I noticed that in the Archaeologia Cambrensis article they mention the information all comes from the local schoolteacher and writer/poet, Benjamin Williams, who called himself 'Gwynionydd' and he won a prize at an eisteddfod for an essay about Cardiganshire traditions
http://wbo.llgc.org.uk/en/s-WILL-BEN-1821.html
So either you could say he'd be interested in finding out about such things, or else (like Baring-Gould) he'd be in a good position for a bit of romantic elaboration :)

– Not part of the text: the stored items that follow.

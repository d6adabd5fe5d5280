use crate::db::{new_id, Place};
use crate::error::{AppError, AppResult};
use crate::state::AppState;
use axum::{
    extract::{Path, State},
    Json,
};
use serde::Deserialize;

use super::utils::parse_date_safe;

pub async fn get_places(State(state): State<AppState>) -> AppResult<Json<Vec<Place>>> {
    let places = sqlx::query_as::<_, Place>("SELECT * FROM places ORDER BY place_name")
        .fetch_all(&state.pool)
        .await?;
    Ok(Json(places))
}

#[derive(Deserialize)]
#[serde(rename_all = "camelCase")]
pub struct PlaceInput {
    #[serde(alias = "name")]
    pub place_name: String,
    pub category: String,
    pub monthly_cost: Option<i32>,
    pub placement_type: Option<String>,
    pub start_date: Option<String>,
    pub end_date: Option<String>,
}

pub async fn create_place(
    State(state): State<AppState>,
    Json(input): Json<PlaceInput>,
) -> AppResult<Json<String>> {
    if input.place_name.trim().len() < 2 {
        return Err(AppError::Validation(
            "Place name must be at least 2 characters.".into(),
        ));
    }
    if input.category.trim().is_empty() {
        return Err(AppError::Validation("Category is required.".into()));
    }
    if input.monthly_cost.unwrap_or(0) < 0 {
        return Err(AppError::Validation(
            "Monthly cost cannot be negative.".into(),
        ));
    }

    let place_id = new_id("PLC");
    sqlx::query(
        "INSERT INTO places (place_id, place_name, category, monthly_cost, placement_type, start_date, end_date)
         VALUES ($1, $2, $3, $4, $5, $6, $7)",
    )
    .bind(&place_id)
    .bind(input.place_name.trim())
    .bind(input.category.trim())
    .bind(input.monthly_cost.unwrap_or(0))
    .bind(&input.placement_type)
    .bind(input.start_date.as_deref().and_then(parse_date_safe))
    .bind(input.end_date.as_deref().and_then(parse_date_safe))
    .execute(&state.pool)
    .await?;

    Ok(Json(place_id))
}

pub async fn delete_place(
    State(state): State<AppState>,
    Path(place_id): Path<String>,
) -> AppResult<Json<()>> {
    let linked: (i64,) =
        sqlx::query_as("SELECT COUNT(*) FROM campaign_sources WHERE place_id = $1")
            .bind(&place_id)
            .fetch_one(&state.pool)
            .await?;
    if linked.0 > 0 {
        return Err(AppError::Validation(
            "Place is linked to campaigns and cannot be deleted.".into(),
        ));
    }

    let result = sqlx::query("DELETE FROM places WHERE place_id = $1")
        .bind(&place_id)
        .execute(&state.pool)
        .await?;
    if result.rows_affected() == 0 {
        return Err(AppError::NotFound("Place".into()));
    }
    Ok(Json(()))
}
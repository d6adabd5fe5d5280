pub mod branch;
pub mod campaign;
pub mod capture;
pub mod dashboard;
pub mod discount;
pub mod encash;
pub mod lead;
pub mod place;
pub mod source;
pub mod utility;
pub mod utils;
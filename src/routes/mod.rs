pub mod campaign;
pub mod capture;
pub mod catalog;
pub mod dashboard;
pub mod lead;
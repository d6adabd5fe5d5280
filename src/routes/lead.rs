use crate::commands;
use crate::state::AppState;
use axum::{
    routing::{get, post},
    Router,
};

pub fn router() -> Router<AppState> {
    Router::new()
        .route("/api/leads", get(commands::lead::get_leads))
        .route("/api/leads/by-phone", get(commands::lead::get_lead_by_phone))
        .route("/api/leads/:id", get(commands::lead::get_lead))
        .route("/api/leads/:id/reject", post(commands::lead::reject_lead))
        .route(
            "/api/leads/:id/feedback-request",
            post(commands::lead::send_feedback_request),
        )
        // Encashment
        .route("/api/leads/:id/request-otp", post(commands::encash::request_otp))
        .route("/api/leads/:id/encash", post(commands::encash::encash_lead))
}
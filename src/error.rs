use axum::{
    http::StatusCode,
    response::{IntoResponse, Response},
    Json,
};
use serde::{Serialize, Serializer};
use serde_json::json;
use thiserror::Error;

#[derive(Error, Debug)]
pub enum AppError {
    #[error("Database error: {0}")]
    Database(#[from] sqlx::Error),

    #[error("{0} not found")]
    NotFound(String),

    #[error("Validation error: {0}")]
    Validation(String),

    #[error("Internal error: {0}")]
    Internal(String),

    #[error("IO error: {0}")]
    Io(#[from] std::io::Error),

    #[error("Migration error: {0}")]
    Migration(#[from] sqlx::migrate::MigrateError),

    #[error("JSON error: {0}")]
    Json(#[from] serde_json::Error),
}

impl Serialize for AppError {
    fn serialize<S>(&self, serializer: S) -> Result<S::Ok, S::Error>
    where
        S: Serializer,
    {
        serializer.serialize_str(self.to_string().as_ref())
    }
}

pub type AppResult<T> = Result<T, AppError>;

impl IntoResponse for AppError {
    fn into_response(self) -> Response {
        let (status, error_message) = match self {
            AppError::Database(sqlx::Error::RowNotFound) => {
                (StatusCode::NOT_FOUND, "Record not found.".to_string())
            }
            AppError::Database(ref e) => {
                tracing::error!("Database Error: {:?}", e);
                (
                    StatusCode::INTERNAL_SERVER_ERROR,
                    "A database error occurred.".to_string(),
                )
            }
            AppError::NotFound(what) => (StatusCode::NOT_FOUND, format!("{} not found.", what)),
            AppError::Validation(msg) => (StatusCode::BAD_REQUEST, msg),
            AppError::Internal(msg) => {
                tracing::error!("Internal Error: {}", msg);
                (
                    StatusCode::INTERNAL_SERVER_ERROR,
                    "An internal server error occurred.".to_string(),
                )
            }
            AppError::Io(e) => {
                tracing::error!("IO Error: {:?}", e);
                (
                    StatusCode::INTERNAL_SERVER_ERROR,
                    "A file system error occurred.".to_string(),
                )
            }
            _ => {
                tracing::error!("Unhandled Error: {:?}", self);
                (
                    StatusCode::INTERNAL_SERVER_ERROR,
                    "An unknown error occurred.".to_string(),
                )
            }
        };

        let body = Json(json!({
            "success": false,
            "error": error_message,
        }));

        (status, body).into_response()
    }
}
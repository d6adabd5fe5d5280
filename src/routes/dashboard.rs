use crate::commands;
use crate::state::AppState;
use axum::{routing::get, Router};

pub fn router() -> Router<AppState> {
    Router::new()
        .route(
            "/api/dashboard/analytics",
            get(commands::dashboard::get_admin_analytics),
        )
        .route(
            "/api/dashboard/branch/:id",
            get(commands::dashboard::get_branch_analytics),
        )
        .route(
            "/api/dashboard/category-leads",
            get(commands::dashboard::get_category_leads),
        )
        .route(
            "/api/dashboard/location-leads",
            get(commands::dashboard::get_location_leads),
        )
        .route(
            "/api/dashboard/pincode-leads",
            get(commands::dashboard::get_pincode_leads),
        )
        .route(
            "/api/dashboard/cost-per-lead",
            get(commands::dashboard::get_cost_per_lead),
        )
}
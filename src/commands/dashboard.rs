use crate::db::{
    CampaignStats, CategoryLeads, CustomerStats, DailyLeadStats, LocationLeads, PincodeLeads,
    PlaceLeadCost,
};
use crate::error::AppResult;
use crate::state::AppState;
use axum::{
    extract::{Path, State},
    Json,
};
use serde::Serialize;

use super::utils::repeat_rate;

#[derive(Serialize)]
#[serde(rename_all = "camelCase")]
pub struct CustomerInsights {
    pub total_customers: i64,
    pub new_customers: i64,
    pub repeat_customers: i64,
    pub repeat_rate: f64,
}

#[derive(Serialize)]
#[serde(rename_all = "camelCase")]
pub struct AnalyticsData {
    pub total_scans: i64,
    pub total_leads: i64,
    pub successfully_encashed: i64,
    pub leads_over_time: Vec<DailyLeadStats>,
    #[serde(skip_serializing_if = "Option::is_none")]
    pub customer_stats: Option<CustomerInsights>,
}

const DAILY_LEADS_SQL: &str = r#"
    SELECT to_char(d.day, 'Mon DD') AS date,
           CAST(COUNT(l.lead_id) AS BIGINT) AS leads,
           CAST(COUNT(l.lead_id) FILTER (WHERE l.status = 'encashed') AS BIGINT) AS encashed
    FROM generate_series(CURRENT_DATE - INTERVAL '6 days', CURRENT_DATE, INTERVAL '1 day') AS d(day)
    LEFT JOIN leads l ON l.created_at::date = d.day::date
    GROUP BY d.day
    ORDER BY d.day
"#;

pub async fn get_admin_analytics(State(state): State<AppState>) -> AppResult<Json<AnalyticsData>> {
    let totals = sqlx::query_as::<_, CampaignStats>(
        "SELECT CAST(COALESCE(SUM(scans), 0) AS BIGINT) AS scans,
                CAST(COALESCE(SUM(leads), 0) AS BIGINT) AS leads,
                CAST(COALESCE(SUM(encashed), 0) AS BIGINT) AS encashed
         FROM campaign_sources",
    )
    .fetch_one(&state.pool)
    .await
    .unwrap_or_default();

    let leads_over_time = sqlx::query_as::<_, DailyLeadStats>(DAILY_LEADS_SQL)
        .fetch_all(&state.pool)
        .await?;

    let stats = sqlx::query_as::<_, CustomerStats>(
        "SELECT CAST(COUNT(*) AS BIGINT) AS total_customers,
                CAST(COUNT(*) FILTER (WHERE total_visits = 1) AS BIGINT) AS new_customers,
                CAST(COUNT(*) FILTER (WHERE total_visits > 1) AS BIGINT) AS repeat_customers
         FROM customers",
    )
    .fetch_one(&state.pool)
    .await
    .unwrap_or_default();

    let total = stats.total_customers.unwrap_or(0);
    let repeat = stats.repeat_customers.unwrap_or(0);
    Ok(Json(AnalyticsData {
        total_scans: totals.scans.unwrap_or(0),
        total_leads: totals.leads.unwrap_or(0),
        successfully_encashed: totals.encashed.unwrap_or(0),
        leads_over_time,
        customer_stats: Some(CustomerInsights {
            total_customers: total,
            new_customers: stats.new_customers.unwrap_or(0),
            repeat_customers: repeat,
            repeat_rate: repeat_rate(total, repeat),
        }),
    }))
}

pub async fn get_branch_analytics(
    State(state): State<AppState>,
    Path(branch_id): Path<String>,
) -> AppResult<Json<AnalyticsData>> {
    let totals = sqlx::query_as::<_, CampaignStats>(
        "SELECT CAST(COALESCE(SUM(cs.scans), 0) AS BIGINT) AS scans,
                CAST(COALESCE(SUM(cs.leads), 0) AS BIGINT) AS leads,
                CAST(COALESCE(SUM(cs.encashed), 0) AS BIGINT) AS encashed
         FROM campaign_sources cs
         JOIN campaigns c ON c.campaign_id = cs.campaign_id
         WHERE c.branch_id = $1",
    )
    .bind(&branch_id)
    .fetch_one(&state.pool)
    .await
    .unwrap_or_default();

    let leads_over_time = sqlx::query_as::<_, DailyLeadStats>(
        r#"
        SELECT to_char(d.day, 'Mon DD') AS date,
               CAST(COUNT(l.lead_id) AS BIGINT) AS leads,
               CAST(COUNT(l.lead_id) FILTER (WHERE l.status = 'encashed') AS BIGINT) AS encashed
        FROM generate_series(CURRENT_DATE - INTERVAL '6 days', CURRENT_DATE, INTERVAL '1 day') AS d(day)
        LEFT JOIN leads l ON l.created_at::date = d.day::date AND l.branch_id = $1
        GROUP BY d.day
        ORDER BY d.day
        "#,
    )
    .bind(&branch_id)
    .fetch_all(&state.pool)
    .await?;

    Ok(Json(AnalyticsData {
        total_scans: totals.scans.unwrap_or(0),
        total_leads: totals.leads.unwrap_or(0),
        successfully_encashed: totals.encashed.unwrap_or(0),
        leads_over_time,
        customer_stats: None,
    }))
}

pub async fn get_category_leads(
    State(state): State<AppState>,
) -> AppResult<Json<Vec<CategoryLeads>>> {
    let rows = sqlx::query_as::<_, CategoryLeads>(
        "SELECT category, CAST(COUNT(*) AS BIGINT) AS leads
         FROM leads GROUP BY category ORDER BY leads DESC",
    )
    .fetch_all(&state.pool)
    .await?;
    Ok(Json(rows))
}

pub async fn get_location_leads(
    State(state): State<AppState>,
) -> AppResult<Json<Vec<LocationLeads>>> {
    let rows = sqlx::query_as::<_, LocationLeads>(
        "SELECT c.city AS location, l.category, CAST(COUNT(*) AS BIGINT) AS leads
         FROM leads l
         JOIN campaigns c ON c.campaign_id = l.campaign_id
         GROUP BY c.city, l.category
         ORDER BY leads DESC",
    )
    .fetch_all(&state.pool)
    .await?;
    Ok(Json(rows))
}

pub async fn get_pincode_leads(
    State(state): State<AppState>,
) -> AppResult<Json<Vec<PincodeLeads>>> {
    let rows = sqlx::query_as::<_, PincodeLeads>(
        "SELECT pincode, CAST(COUNT(*) AS BIGINT) AS leads
         FROM leads
         WHERE pincode IS NOT NULL AND pincode <> ''
         GROUP BY pincode
         ORDER BY leads DESC",
    )
    .fetch_all(&state.pool)
    .await?;
    Ok(Json(rows))
}

/// Cost-per-lead per place across all campaigns. NULL until a place has
/// produced a lead.
pub async fn get_cost_per_lead(
    State(state): State<AppState>,
) -> AppResult<Json<Vec<PlaceLeadCost>>> {
    let rows = sqlx::query_as::<_, PlaceLeadCost>(
        "SELECT p.place_id, p.place_name, p.category, p.monthly_cost,
                CAST(COUNT(l.lead_id) AS BIGINT) AS leads,
                CASE WHEN COUNT(l.lead_id) > 0
                     THEN p.monthly_cost::float8 / COUNT(l.lead_id)
                END AS cost_per_lead
         FROM places p
         LEFT JOIN leads l ON l.place_id = p.place_id
         GROUP BY p.place_id, p.place_name, p.category, p.monthly_cost
         ORDER BY p.place_name",
    )
    .fetch_all(&state.pool)
    .await?;
    Ok(Json(rows))
}
use axum::{
    body::Body,
    extract::Request,
    http::{header, StatusCode},
    middleware::Next,
    response::Response,
};
use http_body_util::BodyExt;
use serde_json::{json, Value};

/// Standardizes every /api response into `{"success": ..., "data"|"error": ...}`
/// so the admin and branch frontends can treat all endpoints uniformly.
pub async fn wrap_response_middleware(req: Request, next: Next) -> Result<Response, StatusCode> {
    let path = req.uri().path().to_string();
    let res = next.run(req).await;

    if !path.starts_with("/api") {
        return Ok(res);
    }

    let status = res.status();

    let is_json = res
        .headers()
        .get(header::CONTENT_TYPE)
        .and_then(|h| h.to_str().ok())
        .map_or(false, |ct| ct.contains("application/json"));

    let (mut parts, body) = res.into_parts();

    let bytes = match body.collect().await {
        Ok(collected) => collected.to_bytes(),
        Err(_) => return Err(StatusCode::INTERNAL_SERVER_ERROR),
    };

    let wrapped = if is_json {
        let data: Value = serde_json::from_slice(&bytes).unwrap_or(Value::Null);

        // Already standardized payloads (e.g. from AppError) pass through.
        if let Some(obj) = data.as_object() {
            if obj.contains_key("success") {
                data
            } else if status.is_success() {
                json!({ "success": true, "data": data })
            } else {
                json!({
                    "success": false,
                    "error": data.as_str().or(data.get("error").and_then(|v| v.as_str())).unwrap_or(&status.to_string())
                })
            }
        } else if status.is_success() {
            json!({ "success": true, "data": data })
        } else {
            json!({ "success": false, "error": data.as_str().unwrap_or(&status.to_string()) })
        }
    } else if status.is_success() {
        if bytes.is_empty() {
            json!({ "success": true, "data": null })
        } else {
            let msg = String::from_utf8_lossy(&bytes).to_string();
            json!({ "success": true, "data": msg })
        }
    } else {
        let msg = String::from_utf8_lossy(&bytes).to_string();
        json!({
            "success": false,
            "error": if msg.is_empty() { status.to_string() } else { msg }
        })
    };

    let new_bytes = serde_json::to_vec(&wrapped)
        .map_err(|_| StatusCode::INTERNAL_SERVER_ERROR)?;

    parts.headers.insert(
        header::CONTENT_TYPE,
        header::HeaderValue::from_static("application/json"),
    );
    parts.headers.insert(
        header::CONTENT_LENGTH,
        header::HeaderValue::from_str(&new_bytes.len().to_string())
            .map_err(|_| StatusCode::INTERNAL_SERVER_ERROR)?,
    );

    Ok(Response::from_parts(parts, Body::from(new_bytes)))
}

Rhiannon Posted by Rhiannon
14th April 2012ce
I visited this site recently. St Canna's church is easy enough to find, but what I first took to be the stone, turned out to be a tyre. On asking at the farm across from the church, I found the stone in the corner of the field to the left of the church as you approach it. It doesn't look much like a chair but you can clearly see 'CAN...' and some other markings etched into it. Posted by aledcaled
19th September 2013ce
Well how interesting to see your photo! You'd have to have more imagination than seeing a tyre as a stone, to imagine that into a chair. It really is rather mystifyingly unchairlike isn't it. And as for falling asleep in it (whilst having ague and a stomach upset), that seems pretty unlikely also. But nevertheless I think it's rather cool. And thank you for sharing the photo. I think it's the first of it on the internet! or at least I can't see another. Rhiannon Posted by Rhiannon
19th September 2013ce
Looks like it has been broken since the days of the old drawing.
St. Kevin over here had a chair http://www.themodernantiquarian.com/site/12033/st_kevins_bed_hollywood.html the 2nd shot in. Don't know if it's got any folklore or cure attached, though standing up from it you do get over 'cold arse' syndrome fairly quickly.